Background: Ginseng (Panax ginseng Mayer) is an important natural medicine. However, a long culture period and challenging quality control requirements limit its further use. Although artificial cultivation can yield a sustainable medicinal supply, research on the association between the transplantation and chaining of metabolic networks, especially the regulation of ginsenoside biosynthetic pathways, is limited. Methods: Herein, we performed Liquid chromatography tandem mass spectrometry based metabolomic measurements to evaluate ginsenoside accumulation and categorise differentially abundant metabolites (DAMs). Transcriptome measurements using an Illumina Platform were then conducted to probe the landscape of genetic alterations in ginseng at various ages in transplantation mode.
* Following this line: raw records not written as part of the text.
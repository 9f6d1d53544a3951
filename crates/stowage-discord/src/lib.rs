// SPDX-FileCopyrightText: 2026 Stowage Contributors
// SPDX-License-Identifier: MIT OR Apache-2.0

//! Discord adapter for the Stowage archive bot.
//!
//! Connects to the gateway with serenity, registers the slash commands of a
//! [`CommandRegistry`] once ready, and runs each invocation against a
//! [`DiscordGuild`] with an [`InteractionReply`] as its reply surface.

pub mod guild;
pub mod handler;
pub mod reply;

use std::sync::Arc;

use async_trait::async_trait;
use serenity::all::{Client, GatewayIntents, GuildId, Http, ShardManager};
use stowage_config::model::DiscordConfig;
use stowage_core::{CommandRegistry, HealthStatus, PluginAdapter, StowageError};
use tokio::sync::Mutex;
use tokio_util::sync::CancellationToken;
use tracing::{debug, info};

pub use guild::DiscordGuild;
pub use handler::{Handler, build_commands};
pub use reply::InteractionReply;

/// Gateway intents the bot needs: guild structure and the member list.
pub fn intents() -> GatewayIntents {
    GatewayIntents::GUILDS | GatewayIntents::GUILD_MEMBERS
}

/// Discord gateway adapter implementing [`PluginAdapter`].
pub struct DiscordAdapter {
    token: String,
    config: DiscordConfig,
    http: Arc<Http>,
    shard_manager: Mutex<Option<Arc<ShardManager>>>,
}

impl DiscordAdapter {
    /// Creates a new adapter.
    ///
    /// Requires `config.bot_token` to be set and non-empty.
    pub fn new(config: DiscordConfig) -> Result<Self, StowageError> {
        let token = config
            .bot_token
            .clone()
            .ok_or_else(|| StowageError::Config("discord.bot_token is required to connect".into()))?;

        if token.trim().is_empty() {
            return Err(StowageError::Config(
                "discord.bot_token cannot be empty".into(),
            ));
        }

        Ok(Self {
            http: Arc::new(Http::new(&token)),
            token,
            config,
            shard_manager: Mutex::new(None),
        })
    }

    /// Guilds that get instant command registration; empty means global.
    pub fn command_guilds(&self) -> Vec<GuildId> {
        self.config
            .command_guilds
            .iter()
            .filter_map(|id| (*id != 0).then(|| GuildId::new(*id)))
            .collect()
    }

    /// Connects to the gateway and handles events until `cancel` fires or the
    /// connection ends.
    pub async fn run(
        &self,
        registry: Arc<CommandRegistry>,
        cancel: CancellationToken,
    ) -> Result<(), StowageError> {
        let handler = Handler::new(
            registry,
            self.command_guilds(),
            self.config.member_fetch_timeout(),
        );
        let mut client = Client::builder(&self.token, intents())
            .event_handler(handler)
            .await
            .map_err(|e| StowageError::platform(format!("failed to build Discord client: {e}"), e))?;

        let shard_manager = client.shard_manager.clone();
        *self.shard_manager.lock().await = Some(shard_manager.clone());

        let watcher = tokio::spawn(async move {
            cancel.cancelled().await;
            info!("stopping Discord gateway");
            shard_manager.shutdown_all().await;
        });

        info!("connecting to Discord gateway");
        let result = client
            .start()
            .await
            .map_err(|e| StowageError::platform(format!("Discord gateway error: {e}"), e));
        watcher.abort();
        result
    }
}

#[async_trait]
impl PluginAdapter for DiscordAdapter {
    fn name(&self) -> &str {
        "discord"
    }

    fn version(&self) -> semver::Version {
        semver::Version::new(0, 1, 0)
    }

    async fn health_check(&self) -> Result<HealthStatus, StowageError> {
        match self.http.get_current_user().await {
            Ok(user) => {
                debug!(user = %user.tag(), "Discord token valid");
                Ok(HealthStatus::Healthy)
            }
            Err(e) => Ok(HealthStatus::Unhealthy(format!(
                "Discord API unreachable: {e}"
            ))),
        }
    }

    async fn shutdown(&self) -> Result<(), StowageError> {
        debug!("Discord adapter shutting down");
        if let Some(manager) = self.shard_manager.lock().await.take() {
            manager.shutdown_all().await;
        }
        Ok(())
    }
}

#[cfg(test)]
mod tests {
    use super::*;

    fn config(token: Option<&str>) -> DiscordConfig {
        DiscordConfig {
            bot_token: token.map(str::to_string),
            ..DiscordConfig::default()
        }
    }

    #[test]
    fn new_requires_bot_token() {
        assert!(DiscordAdapter::new(config(None)).is_err());
    }

    #[test]
    fn new_rejects_empty_token() {
        let err = DiscordAdapter::new(config(Some("  "))).err().unwrap();
        assert!(matches!(err, StowageError::Config(ref m) if m.contains("empty")));
    }

    #[test]
    fn new_accepts_valid_token() {
        assert!(DiscordAdapter::new(config(Some("MTAx.abc.def"))).is_ok());
    }

    #[test]
    fn intents_include_guild_members() {
        assert!(intents().contains(GatewayIntents::GUILD_MEMBERS));
        assert!(intents().contains(GatewayIntents::GUILDS));
        assert!(!intents().contains(GatewayIntents::MESSAGE_CONTENT));
    }

    #[test]
    fn command_guilds_map_to_ids() {
        let adapter = DiscordAdapter::new(DiscordConfig {
            bot_token: Some("t".into()),
            command_guilds: vec![111, 222],
            ..DiscordConfig::default()
        })
        .unwrap();
        assert_eq!(adapter.command_guilds(), vec![GuildId::new(111), GuildId::new(222)]);
    }

    #[test]
    fn plugin_adapter_metadata() {
        let adapter = DiscordAdapter::new(config(Some("t"))).unwrap();
        assert_eq!(adapter.name(), "discord");
        assert_eq!(adapter.version(), semver::Version::new(0, 1, 0));
    }

    #[tokio::test]
    async fn shutdown_before_run_is_a_noop() {
        let adapter = DiscordAdapter::new(config(Some("t"))).unwrap();
        adapter.shutdown().await.unwrap();
    }
}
Using pathway data and crosstalk DAMs obtained by MapMan, we constructed a metabolic profile of transplantation Ginseng. Results: Accumulation of active ingredients was not obvious during the first 4 years (in the field), but following transplantation, the ginsenoside content increased significantly from 6-8 years (in the wild). Glycerolipid metabolism and Glycerophospholipid metabolism were the most significant metabolic pathways, as Lipids and lipid-like molecule affected the yield of ginsenosides. Starch and sucrose were the most active metabolic pathways during transplantation Ginseng growth. Conclusion: This study expands our understanding of metabolic network features and the accumulation of specific compounds during different growth stages of this perennial herbaceous plant when growing in transplantation mode. The findings provide a basis for selecting the optimal transplanting time.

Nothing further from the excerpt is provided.